* **ACTION ITEM**:
Would you count the lines in the material below that include the string "fire"? Only the number is needed.

------------------------------------------------

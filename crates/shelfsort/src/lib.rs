pub mod classify;
pub mod config;
pub mod error;
pub mod index;
pub mod place;
pub mod sort;
pub mod util;

pub use classify::{
    normalize, normalized_stem, Classifier, Group, GroupForest, GroupId, Pattern, PatternWarning,
};
pub use config::{write_demo_config, Config, GroupConfig, GroupNode};
pub use error::{Result, SortError};
pub use index::{scan_directory, ScanOptions, ScanStats, SourceFile};
pub use place::{
    check_same_volume, explain, plan, Decision, DistributionStats, Distributor,
    DistributorOptions, Placement, PlacementPaths,
};
pub use sort::{sort_directory, FileOutcome, SortOptions, SortReport, Sorter};
use crate::error::{Result, SortError};
use serde::Serialize;
use std::path::{Path, PathBuf};
use walkdir::{DirEntry, WalkDir};

#[derive(Debug, Clone, Default, Serialize)]
pub struct ScanStats {
    pub files_found: usize,
    pub dirs_scanned: usize,
    pub bytes_found: u64,
    pub errors: usize,
}

/// Options for walking the source tree
#[derive(Debug, Clone)]
pub struct ScanOptions {
    pub follow_symlinks: bool,
    pub max_depth: Option<usize>,
    pub include_hidden: bool,
    /// Directories pruned from the walk, e.g. a destination inside the source.
    pub exclude_dirs: Vec<PathBuf>,
}

impl Default for ScanOptions {
    fn default() -> Self {
        Self {
            follow_symlinks: false,
            max_depth: None,
            include_hidden: true,
            exclude_dirs: Vec::new(),
        }
    }
}

/// A regular file found under the source root.
#[derive(Debug, Clone, PartialEq, Eq)]
pub struct SourceFile {
    pub path: PathBuf,
    pub relative_path: PathBuf,
    pub file_name: String,
    pub size_bytes: u64,
}

/// Walks `path` recursively and collects every regular file.
///
/// Symlinks to files are included (their target is what gets copied).
/// Excluded directories and, unless `include_hidden` is set, dot-entries are
/// pruned together with everything below them. Unreadable entries are
/// logged and counted, not fatal.
pub fn scan_directory<P: AsRef<Path>>(
    path: P,
    options: &ScanOptions,
) -> Result<(Vec<SourceFile>, ScanStats)> {
    let path = path.as_ref();
    if !path.is_dir() {
        return Err(SortError::FileNotFound(path.to_path_buf()));
    }

    let root = path.canonicalize()?;
    let excluded: Vec<PathBuf> = options
        .exclude_dirs
        .iter()
        .filter_map(|dir| dir.canonicalize().ok())
        .collect();

    let mut walker = WalkDir::new(&root)
        .follow_links(options.follow_symlinks)
        .sort_by_file_name();
    if let Some(max_depth) = options.max_depth {
        walker = walker.max_depth(max_depth);
    }

    let mut files = Vec::new();
    let mut stats = ScanStats::default();

    let entries = walker
        .into_iter()
        .filter_entry(|entry| keep_entry(entry, options, &excluded));

    for entry in entries {
        match entry {
            Ok(entry) => {
                if let Some(file) = process_entry(&entry, &root, &mut stats) {
                    files.push(file);
                }
            }
            Err(e) => {
                log::warn!("Walk error: {}", e);
                stats.errors += 1;
            }
        }
    }

    log::debug!(
        "Scanned {}: {} files in {} directories",
        root.display(),
        stats.files_found,
        stats.dirs_scanned
    );

    Ok((files, stats))
}

fn keep_entry(entry: &DirEntry, options: &ScanOptions, excluded: &[PathBuf]) -> bool {
    if entry.depth() == 0 {
        return true;
    }
    if !options.include_hidden && entry.file_name().to_string_lossy().starts_with('.') {
        return false;
    }
    if entry.file_type().is_dir() && excluded.iter().any(|dir| dir == entry.path()) {
        log::debug!("Skipping excluded directory {}", entry.path().display());
        return false;
    }
    true
}

fn process_entry(entry: &DirEntry, root: &Path, stats: &mut ScanStats) -> Option<SourceFile> {
    let path = entry.path();
    let file_type = entry.file_type();

    if file_type.is_dir() {
        stats.dirs_scanned += 1;
        return None;
    }

    let is_file = file_type.is_file() || (file_type.is_symlink() && path.is_file());
    if !is_file {
        return None;
    }

    let size_bytes = match std::fs::metadata(path) {
        Ok(m) => m.len(),
        Err(e) => {
            log::warn!("Failed to get metadata for {}: {}", path.display(), e);
            stats.errors += 1;
            return None;
        }
    };

    stats.files_found += 1;
    stats.bytes_found += size_bytes;

    Some(SourceFile {
        path: path.to_path_buf(),
        relative_path: path.strip_prefix(root).unwrap_or(path).to_path_buf(),
        file_name: entry.file_name().to_string_lossy().to_string(),
        size_bytes,
    })
}
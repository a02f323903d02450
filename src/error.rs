use disk::DiskError;
use memory::MmuError;
use thiserror::Error;

pub type Result<T> = std::result::Result<T, VmError>;

#[derive(Debug, Error)]
pub enum VmError {
    #[error("invalid configuration: {0}")]
    InvalidConfig(String),
    #[error("virtual memory is already started")]
    AlreadyStarted,
    #[error("virtual memory is not started")]
    NotStarted,
    #[error("out of swap space")]
    OutOfSwap,
    #[error("{op} failed: {source}")]
    Device {
        op: &'static str,
        #[source]
        source: DiskError,
    },
    #[error(transparent)]
    Mmu(#[from] MmuError),
    #[error("could not start pager: {0}")]
    Spawn(#[source] std::io::Error),
    /// The subsystem hit a fatal error and no longer services faults.
    #[error("virtual memory halted: {0}")]
    Halted(String),
}

impl VmError {
    pub(crate) fn device(op: &'static str) -> impl FnOnce(DiskError) -> VmError {
        move |source| VmError::Device { op, source }
    }

    /// Whether this error leaves the subsystem unable to make progress.
    pub fn is_fatal(&self) -> bool {
        matches!(
            self,
            VmError::OutOfSwap | VmError::Device { .. } | VmError::Mmu(_) | VmError::Halted(_)
        )
    }
}
use std::{env, fs::remove_file, process::exit, thread};

use demand_pager::{PagingSystem, Pid, Result, VmConfig, VmError, VmStats};
use disk::{make_name, Disk};
use log::{error, info};
use memory::SimulatedMmu;

const PAGE_SIZE: usize = 512;
const SWAP_CAPACITY: usize = PAGE_SIZE * 256;
const DISK_NAME: &str = "demand-pager-swap";

type SwapDisk = Disk<PAGE_SIZE, SWAP_CAPACITY>;

fn arg(args: &[String], index: usize, default: usize) -> usize {
    match args.get(index) {
        Some(value) => value.parse().unwrap_or_else(|_| {
            eprintln!("usage: demand-pager [pages] [frames] [pagers] [processes]");
            exit(2)
        }),
        None => default,
    }
}

/// Byte a process stores at `offset`, so every process leaves a distinct
/// pattern behind.
fn pattern(pid: Pid, offset: usize) -> u8 {
    (pid * 31 + offset / PAGE_SIZE * 7 + offset % 251) as u8
}

fn run_process(system: &PagingSystem<SimulatedMmu, SwapDisk>, pid: Pid, pages: usize) -> Result<()> {
    let process = system.process(pid);
    let stride = PAGE_SIZE / 4;
    for round in 0..2 {
        for offset in (0..pages * PAGE_SIZE).step_by(stride) {
            if round == 0 {
                process.write_u8(offset, pattern(pid, offset))?;
            } else {
                let found = process.read_u8(offset)?;
                assert_eq!(
                    found,
                    pattern(pid, offset),
                    "pid {} read back the wrong byte at {:#x}",
                    pid,
                    offset
                );
            }
        }
    }
    info!("pid {} verified {} pages", pid, pages);
    process.exit()
}

fn run(config: VmConfig, processes: usize) -> Result<VmStats> {
    let disk = SwapDisk::create(DISK_NAME).map_err(|source| VmError::Device {
        op: "create swap disk",
        source,
    })?;
    let system = PagingSystem::new(SimulatedMmu::new(PAGE_SIZE), disk);
    let base = system.initialize(config)?;
    info!("virtual region at {:#x}", base);

    let outcome = thread::scope(|scope| {
        let workers: Vec<_> = (0..processes)
            .map(|pid| {
                let system = &system;
                scope.spawn(move || {
                    system.on_fork(pid)?;
                    run_process(system, pid, config.pages)
                })
            })
            .collect();
        workers
            .into_iter()
            .enumerate()
            .map(|(pid, worker)| {
                worker
                    .join()
                    .unwrap_or_else(|_| Err(VmError::Halted(format!("pid {} panicked", pid))))
            })
            .collect::<Result<Vec<_>>>()
    });

    system.shutdown()?;
    let stats = system.stats().unwrap_or_default();
    outcome.map(|_| stats)
}

fn main() {
    env_logger::init();

    let args: Vec<String> = env::args().collect();
    let pages = arg(&args, 1, 16);
    let frames = arg(&args, 2, 6);
    let pagers = arg(&args, 3, 2);
    let processes = arg(&args, 4, 3);
    let config = VmConfig::new(pages, pages, frames, pagers);
    if processes > config.max_processes {
        eprintln!(
            "demand-pager: at most {} processes can run at once",
            config.max_processes
        );
        exit(2);
    }

    let result = run(config, processes);
    let _ = remove_file(make_name(DISK_NAME));
    match result {
        Ok(stats) => println!("{}", stats),
        Err(err) => {
            error!("{}", err);
            eprintln!("demand-pager: {}", err);
            exit(1);
        }
    }
}
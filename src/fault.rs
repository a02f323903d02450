//! Fault requests and the queue pagers take them from.
//!
//! A faulting process parks its request in the slot for its pid, pushes the
//! pid onto a shared queue and blocks on its private reply channel. Releasing
//! the queue wakes every idle pager with a "released" status, which is how
//! the pool is drained on shutdown.

use std::sync::{
    mpsc::{self, Receiver, Sender, SyncSender},
    Arc, Mutex,
};

use log::debug;

use crate::{Pid, Result, VmError};

#[derive(Debug)]
pub struct FaultRequest {
    pub pid: Pid,
    /// Offset into the virtual region that missed.
    pub offset: usize,
    pub reply: SyncSender<Result<()>>,
}

#[derive(Debug)]
struct Slots {
    requests: Vec<Option<FaultRequest>>,
    halted: Option<String>,
}

/// Outcome of a pager waiting for work.
#[derive(Debug)]
pub enum Dispatch {
    Request(FaultRequest),
    /// The queue was released; the pager should exit.
    Released,
    /// The request was dropped because the subsystem halted.
    Dropped,
}

#[derive(Debug)]
pub struct FaultQueue {
    sender: Mutex<Option<Sender<Pid>>>,
    receiver: Arc<Mutex<Receiver<Pid>>>,
    slots: Mutex<Slots>,
}

impl FaultQueue {
    pub fn new(processes: usize) -> Self {
        let (sender, receiver) = mpsc::channel();
        FaultQueue {
            sender: Mutex::new(Some(sender)),
            receiver: Arc::new(Mutex::new(receiver)),
            slots: Mutex::new(Slots {
                requests: (0..processes).map(|_| None).collect(),
                halted: None,
            }),
        }
    }

    /// Records a fault and wakes a pager. Returns the channel the answer will
    /// arrive on.
    pub fn submit(&self, pid: Pid, offset: usize) -> Result<Receiver<Result<()>>> {
        let (reply, answer) = mpsc::sync_channel(1);
        {
            let mut slots = self.slots.lock().unwrap();
            if let Some(cause) = &slots.halted {
                return Err(VmError::Halted(cause.clone()));
            }
            let index = pid % slots.requests.len();
            assert!(
                slots.requests[index].is_none(),
                "pid {} already has a fault outstanding",
                pid
            );
            slots.requests[index] = Some(FaultRequest { pid, offset, reply });
        }

        let sent = match self.sender.lock().unwrap().as_ref() {
            Some(sender) => sender.send(pid).is_ok(),
            None => false,
        };
        if !sent {
            self.take(pid);
            return Err(VmError::NotStarted);
        }
        debug!("pid {} faulted at offset {:#x}", pid, offset);
        Ok(answer)
    }

    /// Blocks until a fault is queued or the queue is released.
    pub fn next(&self) -> Dispatch {
        let pid = match self.receiver.lock().unwrap().recv() {
            Ok(pid) => pid,
            Err(_) => return Dispatch::Released,
        };
        match self.take(pid) {
            Some(request) => Dispatch::Request(request),
            None => Dispatch::Dropped,
        }
    }

    fn take(&self, pid: Pid) -> Option<FaultRequest> {
        let mut slots = self.slots.lock().unwrap();
        let index = pid % slots.requests.len();
        slots.requests[index].take()
    }

    /// Wakes every idle pager with the released status and fails every fault
    /// still waiting for one.
    pub fn release(&self) {
        self.sender.lock().unwrap().take();
        let mut slots = self.slots.lock().unwrap();
        for slot in slots.requests.iter_mut() {
            slot.take();
        }
    }

    /// Refuses all further faults and fails the pending ones with `cause`.
    pub fn halt(&self, cause: String) {
        let mut slots = self.slots.lock().unwrap();
        for slot in slots.requests.iter_mut() {
            if let Some(request) = slot.take() {
                let _ = request.reply.send(Err(VmError::Halted(cause.clone())));
            }
        }
        slots.halted.get_or_insert(cause);
    }

    pub fn halt_cause(&self) -> Option<String> {
        self.slots.lock().unwrap().halted.clone()
    }
}

#[cfg(test)]
mod tests {
    use std::thread;

    use super::*;

    #[test]
    fn request_reaches_pager_and_reply_comes_back() {
        let queue = Arc::new(FaultQueue::new(4));
        let answer = queue.submit(2, 0x40).unwrap();

        let pager = {
            let queue = queue.clone();
            thread::spawn(move || match queue.next() {
                Dispatch::Request(request) => {
                    assert_eq!(request.pid, 2);
                    assert_eq!(request.offset, 0x40);
                    request.reply.send(Ok(())).unwrap();
                }
                other => panic!("unexpected dispatch {:?}", other),
            })
        };
        assert!(answer.recv().unwrap().is_ok());
        pager.join().unwrap();
    }

    #[test]
    #[should_panic]
    fn second_outstanding_fault_is_a_bug() {
        let queue = FaultQueue::new(4);
        let _first = queue.submit(1, 0).unwrap();
        let _second = queue.submit(1, 8);
    }

    #[test]
    fn release_wakes_pagers() {
        let queue = Arc::new(FaultQueue::new(2));
        let pagers: Vec<_> = (0..3)
            .map(|_| {
                let queue = queue.clone();
                thread::spawn(move || matches!(queue.next(), Dispatch::Released))
            })
            .collect();
        queue.release();
        for pager in pagers {
            assert!(pager.join().unwrap());
        }
        assert!(matches!(queue.submit(0, 0), Err(VmError::NotStarted)));
    }

    #[test]
    fn release_fails_waiting_faults() {
        let queue = FaultQueue::new(2);
        let answer = queue.submit(1, 0).unwrap();
        queue.release();
        assert!(answer.recv().is_err());
    }

    #[test]
    fn halt_fails_pending_and_future_faults() {
        let queue = FaultQueue::new(2);
        let answer = queue.submit(0, 0).unwrap();
        queue.halt(String::from("disk on fire"));
        assert!(matches!(answer.recv().unwrap(), Err(VmError::Halted(_))));
        assert!(matches!(queue.next(), Dispatch::Dropped));
        assert!(matches!(queue.submit(1, 0), Err(VmError::Halted(cause)) if cause == "disk on fire"));
        assert_eq!(queue.halt_cause().as_deref(), Some("disk on fire"));
    }
}
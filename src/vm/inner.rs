use std::sync::{Arc, Mutex};

use disk::BackingStore;
use log::{debug, error, info};
use memory::{AccessBits, Mmu, MmuError, Protection};

use crate::{
    config::VmConfig,
    fault::FaultQueue,
    frame_table::FrameTable,
    page_table::PageTables,
    stats::{Counters, VmStats},
    swap::SwapSpace,
    Pid, Result, VmError,
};

/// The single simulated processor. Whoever holds it owns the gateway's
/// mappings; `current` is the process whose pages are installed there.
#[derive(Debug, Default)]
pub(crate) struct Cpu {
    pub current: Option<Pid>,
}

/// Everything that exists between `initialize` and `shutdown`.
///
/// Lock order: `cpu`, then a page table, then the frame table, then the
/// gateway's own lock. The swap bitmap and the fault slots are leaves.
pub(crate) struct VmCore<M, S> {
    pub config: VmConfig,
    pub page_size: usize,
    pub mmu: Arc<M>,
    pub store: Arc<S>,
    pub cpu: Mutex<Cpu>,
    pub page_tables: PageTables,
    pub frames: FrameTable,
    pub swap: SwapSpace,
    pub faults: FaultQueue,
    pub counters: Counters,
}

impl<M: Mmu, S: BackingStore> VmCore<M, S> {
    pub fn new(config: VmConfig, mmu: Arc<M>, store: Arc<S>) -> Self {
        let page_size = mmu.page_size();
        let blocks = store.block_count();
        VmCore {
            config,
            page_size,
            mmu,
            store,
            cpu: Mutex::new(Cpu::default()),
            page_tables: PageTables::init(config.max_processes, config.pages),
            frames: FrameTable::init(config.frames),
            swap: SwapSpace::init(blocks),
            faults: FaultQueue::new(config.max_processes),
            counters: Counters::new(config.frames),
        }
    }

    /// Fault intake: parks the faulting process until a pager has made the
    /// page at `offset` resident.
    pub fn handle_fault(&self, pid: Pid, offset: usize) -> Result<()> {
        if offset / self.page_size >= self.config.pages {
            return Err(MmuError::OutOfRegion { offset }.into());
        }
        let answer = self.faults.submit(pid, offset)?;
        Counters::bump(&self.counters.faults);
        match answer.recv() {
            Ok(result) => result,
            Err(_) => Err(match self.faults.halt_cause() {
                Some(cause) => VmError::Halted(cause),
                None => VmError::NotStarted,
            }),
        }
    }

    /// Runs a user-mode access for `pid`, installing its address space first.
    pub fn user_access<T>(
        &self,
        pid: Pid,
        access: impl FnOnce(&M) -> std::result::Result<T, MmuError>,
    ) -> Result<T> {
        let mut cpu = self.cpu.lock().unwrap();
        self.switch_in_locked(&mut cpu, pid)?;
        Ok(access(self.mmu.as_ref())?)
    }

    pub fn switch_out(&self, pid: Pid) -> Result<()> {
        let mut cpu = self.cpu.lock().unwrap();
        self.switch_out_locked(&mut cpu, pid)
    }

    pub fn switch_in(&self, pid: Pid) -> Result<()> {
        let mut cpu = self.cpu.lock().unwrap();
        self.switch_in_locked(&mut cpu, pid)
    }

    pub(crate) fn switch_out_locked(&self, cpu: &mut Cpu, pid: Pid) -> Result<()> {
        if cpu.current != Some(pid) {
            debug!("switch out of pid {} which is not installed", pid);
            return Ok(());
        }
        for (page, frame) in self.page_tables.get(pid).resident_pages() {
            let bits = self.mmu.access_bits(frame)?;
            self.frames.fold(frame, bits);
            self.mmu.unmap_page(page)?;
        }
        cpu.current = None;
        Ok(())
    }

    pub(crate) fn switch_in_locked(&self, cpu: &mut Cpu, pid: Pid) -> Result<()> {
        if cpu.current == Some(pid) {
            return Ok(());
        }
        if let Some(old) = cpu.current {
            self.switch_out_locked(cpu, old)?;
        }
        for (page, frame) in self.page_tables.get(pid).resident_pages() {
            self.mmu.map_page(page, frame, Protection::READ_WRITE)?;
        }
        cpu.current = Some(pid);
        Counters::bump(&self.counters.switches);
        debug!("switched to pid {}", pid);
        Ok(())
    }

    /// Gives back every frame and swap block `pid` holds.
    pub fn terminate(&self, pid: Pid) -> Result<()> {
        let mut cpu = self.cpu.lock().unwrap();
        let installed = cpu.current == Some(pid);
        let table = self.page_tables.get(pid);
        let mut frames_freed = 0;
        let mut blocks_freed = 0;
        for page in 0..table.len() {
            let entry = table.reset(page);
            if let Some(frame) = entry.frame() {
                if installed {
                    self.mmu.unmap_page(page)?;
                }
                self.frames.release(frame);
                self.mmu.set_access_bits(frame, AccessBits::empty())?;
                Counters::bump(&self.counters.free_frames);
                frames_freed += 1;
            }
            if let Some(block) = entry.swap_block {
                self.swap.free(block);
                blocks_freed += 1;
            }
        }
        if installed {
            cpu.current = None;
        }
        if frames_freed + blocks_freed > 0 {
            info!(
                "pid {} exited: {} frames and {} swap blocks reclaimed",
                pid, frames_freed, blocks_freed
            );
        }
        Ok(())
    }

    /// Puts the subsystem into the halted state and returns the cause that
    /// faulting processes will see.
    pub fn halt(&self, err: &VmError) -> String {
        error!("virtual memory halting: {}", err);
        self.faults.halt(err.to_string());
        self.faults.halt_cause().unwrap_or_else(|| err.to_string())
    }

    pub fn stats(&self) -> VmStats {
        let counters = &self.counters;
        VmStats {
            pages: self.config.pages,
            frames: self.config.frames,
            disk_blocks: self.swap.capacity(),
            free_frames: Counters::get(&counters.free_frames),
            free_disk_blocks: self.swap.free_blocks(),
            switches: Counters::get(&counters.switches),
            faults: Counters::get(&counters.faults),
            new: Counters::get(&counters.new),
            page_ins: Counters::get(&counters.page_ins),
            page_outs: Counters::get(&counters.page_outs),
            replaced: Counters::get(&counters.replaced),
        }
    }
}
use disk::BackingStore;
use memory::{Mmu, MmuError};

use crate::{vm::PagingSystem, Pid, Result, VmError};

/// A user process running in the paged region.
///
/// Accesses are split at page boundaries. A miss is handed to the pagers and
/// the access is retried once the page is resident, the way a faulting
/// instruction is restarted.
pub struct Process<'a, M: Mmu + 'static, S: BackingStore + 'static> {
    system: &'a PagingSystem<M, S>,
    pid: Pid,
}

impl<'a, M: Mmu + 'static, S: BackingStore + 'static> Process<'a, M, S> {
    pub(crate) fn new(system: &'a PagingSystem<M, S>, pid: Pid) -> Self {
        Process { system, pid }
    }

    pub fn pid(&self) -> Pid {
        self.pid
    }

    pub fn read(&self, offset: usize, buf: &mut [u8]) -> Result<()> {
        let page_size = self.system.page_size();
        let mut done = 0;
        while done < buf.len() {
            let at = offset + done;
            let len = (page_size - at % page_size).min(buf.len() - done);
            let chunk = &mut buf[done..done + len];
            self.access(|mmu| mmu.read(at, chunk))?;
            done += len;
        }
        Ok(())
    }

    pub fn write(&self, offset: usize, data: &[u8]) -> Result<()> {
        let page_size = self.system.page_size();
        let mut done = 0;
        while done < data.len() {
            let at = offset + done;
            let len = (page_size - at % page_size).min(data.len() - done);
            let chunk = &data[done..done + len];
            self.access(|mmu| mmu.write(at, chunk))?;
            done += len;
        }
        Ok(())
    }

    pub fn read_u8(&self, offset: usize) -> Result<u8> {
        let mut byte = [0];
        self.read(offset, &mut byte)?;
        Ok(byte[0])
    }

    pub fn write_u8(&self, offset: usize, value: u8) -> Result<()> {
        self.write(offset, &[value])
    }

    /// Ends the process and gives its frames and swap blocks back.
    pub fn exit(self) -> Result<()> {
        self.system.terminate(self.pid)
    }

    fn access<T>(
        &self,
        mut access: impl FnMut(&M) -> std::result::Result<T, MmuError>,
    ) -> Result<T> {
        loop {
            let core = self.system.core().ok_or(VmError::NotStarted)?;
            match core.user_access(self.pid, &mut access) {
                Err(VmError::Mmu(MmuError::Fault { offset })) => {
                    core.handle_fault(self.pid, offset)?
                }
                other => return other,
            }
        }
    }
}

------------------------------------------------

* **RESPONSE**:
3